| WHAT THE TASK REQUIRES |
Report every line of the data where the string "ErrorContext" appears.

────────────────

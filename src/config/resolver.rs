use serde_json::Value;
use std::collections::HashMap;
use std::fmt;
use std::sync::Arc;

use super::AiConfig;
use crate::error::{Error, ErrorContext};
use crate::tracking::{MetricsSink, TrackedInvocation};
use crate::types::EvaluationContext;
use crate::Result;

/// A configuration resolved for one evaluation context, with the tracker
/// that invocations made under it report to.
#[derive(Clone)]
pub struct ResolvedConfig {
    pub config: AiConfig,
    pub key: String,
    pub tracker: Arc<dyn MetricsSink>,
}

impl ResolvedConfig {
    pub fn new(key: impl Into<String>, config: AiConfig, tracker: Arc<dyn MetricsSink>) -> Self {
        Self {
            config,
            key: key.into(),
            tracker,
        }
    }

    /// A tracked invocation reporting to this config's tracker.
    pub fn tracked(&self) -> TrackedInvocation<'_> {
        TrackedInvocation::new(self.tracker.as_ref())
    }
}

impl fmt::Debug for ResolvedConfig {
    fn fmt(&self, f: &mut fmt::Formatter<'_>) -> fmt::Result {
        f.debug_struct("ResolvedConfig")
            .field("key", &self.key)
            .field("config", &self.config)
            .finish_non_exhaustive()
    }
}

/// Source of AI configurations (a remote flag service, a local file, ...).
pub trait ConfigResolver: Send + Sync {
    /// Completion config; `variables` fill `{{ name }}` placeholders in messages.
    fn config(
        &self,
        key: &str,
        context: &EvaluationContext,
        default: AiConfig,
        variables: &HashMap<String, Value>,
    ) -> Result<ResolvedConfig>;

    /// Agent config; callers read `instructions` rather than `messages`.
    fn agent(
        &self,
        key: &str,
        context: &EvaluationContext,
        default: AiConfig,
    ) -> Result<ResolvedConfig> {
        self.config(key, context, default, &HashMap::new())
    }
}

pub(crate) fn require_key(key: &str) -> Result<()> {
    if key.trim().is_empty() {
        return Err(Error::configuration_with_context(
            "config key must not be empty",
            ErrorContext::new()
                .with_field_path("key")
                .with_source("config_resolver"),
        ));
    }
    Ok(())
}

────────────────

| ANSWER |
use crate::error::{Error, ErrorContext};
            ErrorContext::new()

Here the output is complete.